▶ _Task description_:
Below are some records. Return exactly the lines from the one containing "Ok(Self::new(PullAddress::new(host, port), request))" through the one containing "type Error = Error;", both included, and only those.

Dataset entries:
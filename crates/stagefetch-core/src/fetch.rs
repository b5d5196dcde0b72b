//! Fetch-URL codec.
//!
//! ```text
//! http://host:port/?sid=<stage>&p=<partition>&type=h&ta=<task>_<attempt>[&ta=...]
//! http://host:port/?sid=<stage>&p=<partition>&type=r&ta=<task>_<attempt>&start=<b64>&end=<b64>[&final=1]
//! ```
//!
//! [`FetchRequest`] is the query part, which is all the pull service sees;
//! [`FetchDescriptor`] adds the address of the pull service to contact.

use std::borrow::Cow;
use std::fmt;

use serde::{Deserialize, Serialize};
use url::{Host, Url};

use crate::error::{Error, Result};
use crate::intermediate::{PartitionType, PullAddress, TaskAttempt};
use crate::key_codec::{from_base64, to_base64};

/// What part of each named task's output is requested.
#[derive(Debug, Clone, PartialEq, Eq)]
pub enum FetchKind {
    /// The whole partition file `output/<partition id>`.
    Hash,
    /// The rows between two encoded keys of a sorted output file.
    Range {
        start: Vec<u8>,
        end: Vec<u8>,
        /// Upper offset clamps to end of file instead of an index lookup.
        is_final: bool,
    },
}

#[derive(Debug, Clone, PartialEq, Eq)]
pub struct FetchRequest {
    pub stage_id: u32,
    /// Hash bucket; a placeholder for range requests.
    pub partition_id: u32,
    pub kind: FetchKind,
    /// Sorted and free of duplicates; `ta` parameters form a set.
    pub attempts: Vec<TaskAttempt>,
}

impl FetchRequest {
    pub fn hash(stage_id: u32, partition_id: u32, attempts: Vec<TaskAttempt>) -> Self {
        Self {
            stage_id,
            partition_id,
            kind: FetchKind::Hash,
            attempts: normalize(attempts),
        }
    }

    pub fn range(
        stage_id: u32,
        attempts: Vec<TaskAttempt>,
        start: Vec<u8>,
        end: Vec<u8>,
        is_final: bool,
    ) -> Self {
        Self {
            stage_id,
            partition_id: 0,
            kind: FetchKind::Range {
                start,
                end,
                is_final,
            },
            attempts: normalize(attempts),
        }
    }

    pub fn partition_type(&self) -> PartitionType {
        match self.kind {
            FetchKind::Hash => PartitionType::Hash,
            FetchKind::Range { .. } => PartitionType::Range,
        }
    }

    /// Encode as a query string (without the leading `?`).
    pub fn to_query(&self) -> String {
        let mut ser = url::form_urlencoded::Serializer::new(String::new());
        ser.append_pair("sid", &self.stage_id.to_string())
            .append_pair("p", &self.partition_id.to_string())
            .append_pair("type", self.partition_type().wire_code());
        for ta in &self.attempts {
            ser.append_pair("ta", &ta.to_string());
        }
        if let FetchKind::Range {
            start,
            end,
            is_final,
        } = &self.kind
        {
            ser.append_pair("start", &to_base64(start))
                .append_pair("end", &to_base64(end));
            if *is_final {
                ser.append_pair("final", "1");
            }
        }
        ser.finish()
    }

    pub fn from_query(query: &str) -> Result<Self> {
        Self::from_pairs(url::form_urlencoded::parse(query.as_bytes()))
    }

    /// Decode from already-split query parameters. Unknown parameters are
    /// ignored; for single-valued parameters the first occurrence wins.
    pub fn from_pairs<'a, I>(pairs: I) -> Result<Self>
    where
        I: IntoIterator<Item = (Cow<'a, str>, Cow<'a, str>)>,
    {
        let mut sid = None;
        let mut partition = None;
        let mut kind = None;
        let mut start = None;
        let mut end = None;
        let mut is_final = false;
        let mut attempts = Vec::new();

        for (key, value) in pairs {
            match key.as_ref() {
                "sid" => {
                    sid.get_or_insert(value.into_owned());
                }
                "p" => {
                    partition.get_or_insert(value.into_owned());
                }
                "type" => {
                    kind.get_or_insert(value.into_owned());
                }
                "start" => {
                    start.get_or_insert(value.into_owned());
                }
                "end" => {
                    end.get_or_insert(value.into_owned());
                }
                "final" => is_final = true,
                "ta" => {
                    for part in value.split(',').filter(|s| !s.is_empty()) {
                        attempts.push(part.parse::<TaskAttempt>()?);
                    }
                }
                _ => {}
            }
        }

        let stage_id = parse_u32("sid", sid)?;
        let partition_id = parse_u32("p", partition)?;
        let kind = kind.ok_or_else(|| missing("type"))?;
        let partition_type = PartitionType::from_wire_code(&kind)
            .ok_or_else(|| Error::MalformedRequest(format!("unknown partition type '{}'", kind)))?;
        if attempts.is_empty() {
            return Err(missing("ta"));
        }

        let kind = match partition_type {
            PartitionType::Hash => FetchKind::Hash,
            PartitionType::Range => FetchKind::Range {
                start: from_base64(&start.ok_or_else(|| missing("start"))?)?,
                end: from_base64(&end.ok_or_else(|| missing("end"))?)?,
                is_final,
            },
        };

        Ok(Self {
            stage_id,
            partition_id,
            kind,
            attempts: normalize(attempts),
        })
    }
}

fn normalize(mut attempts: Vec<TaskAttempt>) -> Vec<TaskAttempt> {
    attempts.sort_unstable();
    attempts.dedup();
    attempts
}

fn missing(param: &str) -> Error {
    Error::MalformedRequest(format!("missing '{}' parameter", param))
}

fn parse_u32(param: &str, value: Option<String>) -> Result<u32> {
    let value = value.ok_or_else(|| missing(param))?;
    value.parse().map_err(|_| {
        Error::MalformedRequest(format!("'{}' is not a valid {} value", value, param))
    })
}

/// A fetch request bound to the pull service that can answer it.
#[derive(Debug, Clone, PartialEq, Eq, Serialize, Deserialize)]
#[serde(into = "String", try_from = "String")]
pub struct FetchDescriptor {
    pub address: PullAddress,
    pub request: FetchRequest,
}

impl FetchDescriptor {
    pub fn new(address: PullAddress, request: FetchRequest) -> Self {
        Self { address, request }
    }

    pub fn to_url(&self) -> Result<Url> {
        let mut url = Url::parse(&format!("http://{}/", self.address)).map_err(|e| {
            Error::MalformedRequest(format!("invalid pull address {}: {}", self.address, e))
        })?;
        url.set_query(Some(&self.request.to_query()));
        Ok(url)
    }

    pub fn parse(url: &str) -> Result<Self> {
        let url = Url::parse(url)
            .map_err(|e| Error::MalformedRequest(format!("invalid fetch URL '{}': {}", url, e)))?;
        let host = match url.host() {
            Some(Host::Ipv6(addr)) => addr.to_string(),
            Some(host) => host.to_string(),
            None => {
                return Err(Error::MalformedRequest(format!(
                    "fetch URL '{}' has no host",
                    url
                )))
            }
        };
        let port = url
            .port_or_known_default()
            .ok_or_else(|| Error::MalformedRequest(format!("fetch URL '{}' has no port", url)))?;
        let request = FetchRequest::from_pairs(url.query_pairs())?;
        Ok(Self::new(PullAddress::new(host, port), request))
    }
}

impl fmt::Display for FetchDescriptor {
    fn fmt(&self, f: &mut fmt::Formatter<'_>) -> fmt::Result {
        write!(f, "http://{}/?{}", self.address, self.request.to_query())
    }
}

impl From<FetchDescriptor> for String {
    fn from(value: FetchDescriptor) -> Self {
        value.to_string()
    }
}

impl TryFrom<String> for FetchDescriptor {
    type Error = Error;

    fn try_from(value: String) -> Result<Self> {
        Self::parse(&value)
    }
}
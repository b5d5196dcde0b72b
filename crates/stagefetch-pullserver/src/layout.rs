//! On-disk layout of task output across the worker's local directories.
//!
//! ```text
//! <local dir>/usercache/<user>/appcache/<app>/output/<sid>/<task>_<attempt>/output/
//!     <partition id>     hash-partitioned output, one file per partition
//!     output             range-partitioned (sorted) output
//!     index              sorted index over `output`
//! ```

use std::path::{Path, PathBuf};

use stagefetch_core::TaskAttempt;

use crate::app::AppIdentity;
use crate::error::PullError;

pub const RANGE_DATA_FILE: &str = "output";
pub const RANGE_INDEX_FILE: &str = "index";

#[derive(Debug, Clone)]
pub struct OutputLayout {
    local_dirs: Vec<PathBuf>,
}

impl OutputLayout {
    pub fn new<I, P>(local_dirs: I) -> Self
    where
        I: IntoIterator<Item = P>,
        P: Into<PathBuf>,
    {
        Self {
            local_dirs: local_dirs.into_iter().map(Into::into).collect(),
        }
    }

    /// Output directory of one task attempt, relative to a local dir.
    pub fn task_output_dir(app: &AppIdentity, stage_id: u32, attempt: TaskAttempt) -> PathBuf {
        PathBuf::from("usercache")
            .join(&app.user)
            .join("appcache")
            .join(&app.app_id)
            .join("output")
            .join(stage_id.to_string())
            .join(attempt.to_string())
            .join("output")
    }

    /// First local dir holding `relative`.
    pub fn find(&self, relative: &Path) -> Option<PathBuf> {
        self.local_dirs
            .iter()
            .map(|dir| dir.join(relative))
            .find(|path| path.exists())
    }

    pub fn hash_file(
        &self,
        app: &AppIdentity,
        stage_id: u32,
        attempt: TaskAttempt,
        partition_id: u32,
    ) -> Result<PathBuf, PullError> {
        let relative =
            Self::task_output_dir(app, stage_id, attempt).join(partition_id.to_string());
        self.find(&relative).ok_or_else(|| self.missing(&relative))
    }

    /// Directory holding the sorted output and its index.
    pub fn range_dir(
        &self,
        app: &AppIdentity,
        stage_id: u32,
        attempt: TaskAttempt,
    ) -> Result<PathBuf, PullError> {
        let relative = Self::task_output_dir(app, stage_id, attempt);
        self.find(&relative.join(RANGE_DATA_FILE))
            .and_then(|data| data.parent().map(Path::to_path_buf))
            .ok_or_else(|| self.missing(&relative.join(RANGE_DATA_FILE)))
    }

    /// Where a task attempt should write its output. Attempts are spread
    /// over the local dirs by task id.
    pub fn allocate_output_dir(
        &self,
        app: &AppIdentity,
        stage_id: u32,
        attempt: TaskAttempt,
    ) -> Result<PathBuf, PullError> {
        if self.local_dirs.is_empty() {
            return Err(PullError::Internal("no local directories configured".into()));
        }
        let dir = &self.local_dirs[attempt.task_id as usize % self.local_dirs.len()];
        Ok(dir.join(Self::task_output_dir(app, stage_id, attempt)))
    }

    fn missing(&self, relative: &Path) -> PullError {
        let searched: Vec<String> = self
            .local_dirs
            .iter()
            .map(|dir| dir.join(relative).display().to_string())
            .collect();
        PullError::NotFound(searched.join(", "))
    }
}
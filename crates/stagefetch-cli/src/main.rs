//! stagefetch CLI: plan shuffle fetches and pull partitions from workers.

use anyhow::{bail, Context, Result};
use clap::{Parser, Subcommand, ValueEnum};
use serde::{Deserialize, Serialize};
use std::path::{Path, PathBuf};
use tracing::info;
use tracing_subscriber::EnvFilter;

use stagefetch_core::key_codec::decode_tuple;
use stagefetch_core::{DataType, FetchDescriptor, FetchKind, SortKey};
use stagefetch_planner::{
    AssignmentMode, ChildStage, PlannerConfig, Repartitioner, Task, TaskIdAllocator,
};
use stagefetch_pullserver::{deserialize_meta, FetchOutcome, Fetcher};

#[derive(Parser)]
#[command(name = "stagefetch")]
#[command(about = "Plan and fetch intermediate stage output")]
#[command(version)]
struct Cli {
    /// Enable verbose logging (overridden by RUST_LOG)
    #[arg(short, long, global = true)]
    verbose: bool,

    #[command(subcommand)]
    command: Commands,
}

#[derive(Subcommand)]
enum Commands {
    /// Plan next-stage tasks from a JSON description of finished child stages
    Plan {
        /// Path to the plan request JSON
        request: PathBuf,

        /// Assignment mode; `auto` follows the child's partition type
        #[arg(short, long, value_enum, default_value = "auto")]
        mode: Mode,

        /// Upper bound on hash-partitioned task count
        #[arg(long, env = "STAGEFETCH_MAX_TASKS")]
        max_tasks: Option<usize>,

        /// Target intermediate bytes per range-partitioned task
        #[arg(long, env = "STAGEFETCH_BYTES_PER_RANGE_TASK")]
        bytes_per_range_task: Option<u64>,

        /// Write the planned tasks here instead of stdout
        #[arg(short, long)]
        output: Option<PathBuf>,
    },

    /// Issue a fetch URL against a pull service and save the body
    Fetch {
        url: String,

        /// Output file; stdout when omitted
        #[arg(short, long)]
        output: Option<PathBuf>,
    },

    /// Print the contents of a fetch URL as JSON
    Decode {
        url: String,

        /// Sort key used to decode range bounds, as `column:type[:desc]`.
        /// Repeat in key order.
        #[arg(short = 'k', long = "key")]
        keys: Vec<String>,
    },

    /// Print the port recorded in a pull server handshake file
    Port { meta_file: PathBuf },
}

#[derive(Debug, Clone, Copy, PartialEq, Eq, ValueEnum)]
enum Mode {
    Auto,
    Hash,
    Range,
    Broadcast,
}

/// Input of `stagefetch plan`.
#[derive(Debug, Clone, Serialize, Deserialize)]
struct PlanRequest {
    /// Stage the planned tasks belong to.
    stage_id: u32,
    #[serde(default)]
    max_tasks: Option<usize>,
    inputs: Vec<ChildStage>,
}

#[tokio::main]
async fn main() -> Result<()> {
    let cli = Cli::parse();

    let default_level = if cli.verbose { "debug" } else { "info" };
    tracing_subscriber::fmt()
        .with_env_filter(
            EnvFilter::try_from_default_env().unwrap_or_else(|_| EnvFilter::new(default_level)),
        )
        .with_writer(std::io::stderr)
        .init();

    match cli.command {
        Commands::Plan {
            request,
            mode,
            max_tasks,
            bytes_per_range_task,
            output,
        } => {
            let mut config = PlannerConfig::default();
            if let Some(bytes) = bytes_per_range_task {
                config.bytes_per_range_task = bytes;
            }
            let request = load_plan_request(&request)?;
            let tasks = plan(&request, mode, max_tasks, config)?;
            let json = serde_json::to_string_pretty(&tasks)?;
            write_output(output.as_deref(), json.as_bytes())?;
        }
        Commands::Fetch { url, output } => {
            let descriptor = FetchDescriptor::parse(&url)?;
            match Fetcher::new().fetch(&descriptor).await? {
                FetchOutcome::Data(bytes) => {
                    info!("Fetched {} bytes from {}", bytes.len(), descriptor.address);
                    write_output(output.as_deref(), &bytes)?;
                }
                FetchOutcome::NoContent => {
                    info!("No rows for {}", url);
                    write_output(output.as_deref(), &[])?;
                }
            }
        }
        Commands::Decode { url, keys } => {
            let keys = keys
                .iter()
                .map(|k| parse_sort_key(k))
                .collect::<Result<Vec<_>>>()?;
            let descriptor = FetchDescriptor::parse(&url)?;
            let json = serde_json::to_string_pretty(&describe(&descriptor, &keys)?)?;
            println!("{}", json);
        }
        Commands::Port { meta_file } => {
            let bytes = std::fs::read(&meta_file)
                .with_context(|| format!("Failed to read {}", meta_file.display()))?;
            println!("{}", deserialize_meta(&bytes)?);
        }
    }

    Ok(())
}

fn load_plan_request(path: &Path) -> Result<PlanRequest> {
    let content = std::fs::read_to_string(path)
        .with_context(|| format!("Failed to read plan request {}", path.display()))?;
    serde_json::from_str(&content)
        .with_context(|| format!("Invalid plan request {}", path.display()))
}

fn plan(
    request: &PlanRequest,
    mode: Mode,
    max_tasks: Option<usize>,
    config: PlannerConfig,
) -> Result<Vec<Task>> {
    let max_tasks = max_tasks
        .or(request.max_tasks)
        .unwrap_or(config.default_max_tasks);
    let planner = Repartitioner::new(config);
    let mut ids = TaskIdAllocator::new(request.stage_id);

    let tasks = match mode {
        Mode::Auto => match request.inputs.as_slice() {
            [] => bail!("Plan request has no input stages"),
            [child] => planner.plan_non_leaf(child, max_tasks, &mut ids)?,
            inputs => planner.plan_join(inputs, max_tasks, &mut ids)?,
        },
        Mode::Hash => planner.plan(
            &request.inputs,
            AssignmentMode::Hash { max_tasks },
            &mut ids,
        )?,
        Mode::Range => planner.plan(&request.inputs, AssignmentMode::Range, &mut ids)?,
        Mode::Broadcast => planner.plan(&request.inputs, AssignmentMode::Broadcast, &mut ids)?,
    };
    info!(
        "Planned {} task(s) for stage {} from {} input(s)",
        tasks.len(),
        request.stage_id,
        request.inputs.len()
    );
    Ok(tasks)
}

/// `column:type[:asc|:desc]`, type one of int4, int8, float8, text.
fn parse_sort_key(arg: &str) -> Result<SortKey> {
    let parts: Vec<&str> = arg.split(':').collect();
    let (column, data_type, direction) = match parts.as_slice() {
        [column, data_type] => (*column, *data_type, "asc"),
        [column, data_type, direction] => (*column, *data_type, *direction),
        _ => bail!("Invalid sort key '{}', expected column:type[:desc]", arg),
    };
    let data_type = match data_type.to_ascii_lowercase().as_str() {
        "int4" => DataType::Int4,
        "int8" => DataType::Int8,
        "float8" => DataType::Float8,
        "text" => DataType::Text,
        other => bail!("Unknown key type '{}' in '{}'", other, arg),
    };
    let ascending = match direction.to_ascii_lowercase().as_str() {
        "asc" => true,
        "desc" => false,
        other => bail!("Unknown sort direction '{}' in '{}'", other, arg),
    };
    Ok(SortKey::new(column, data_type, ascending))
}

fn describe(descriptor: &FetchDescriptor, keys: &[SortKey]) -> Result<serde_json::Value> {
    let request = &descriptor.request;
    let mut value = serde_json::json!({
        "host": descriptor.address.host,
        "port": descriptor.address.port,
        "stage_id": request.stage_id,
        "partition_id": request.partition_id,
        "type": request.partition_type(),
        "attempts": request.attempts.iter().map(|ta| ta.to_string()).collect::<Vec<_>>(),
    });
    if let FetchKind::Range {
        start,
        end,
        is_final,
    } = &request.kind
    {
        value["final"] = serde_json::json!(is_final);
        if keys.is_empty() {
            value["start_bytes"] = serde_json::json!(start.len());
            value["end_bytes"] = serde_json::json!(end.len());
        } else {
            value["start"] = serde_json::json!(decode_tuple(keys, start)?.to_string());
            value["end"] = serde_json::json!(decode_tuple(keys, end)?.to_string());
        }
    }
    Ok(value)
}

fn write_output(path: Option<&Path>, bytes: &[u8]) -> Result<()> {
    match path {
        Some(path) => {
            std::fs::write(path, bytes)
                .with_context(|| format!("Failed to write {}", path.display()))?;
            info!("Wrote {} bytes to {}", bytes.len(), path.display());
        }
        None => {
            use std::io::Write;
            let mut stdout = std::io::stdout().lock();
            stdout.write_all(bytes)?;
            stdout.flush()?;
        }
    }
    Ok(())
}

▶ _Reply_:
        Ok(Self::new(PullAddress::new(host, port), request))
    }
}

impl fmt::Display for FetchDescriptor {
    fn fmt(&self, f: &mut fmt::Formatter<'_>) -> fmt::Result {
        write!(f, "http://{}/?{}", self.address, self.request.to_query())
    }
}

impl From<FetchDescriptor> for String {
    fn from(value: FetchDescriptor) -> Self {
        value.to_string()
    }
}

impl TryFrom<String> for FetchDescriptor {
    type Error = Error;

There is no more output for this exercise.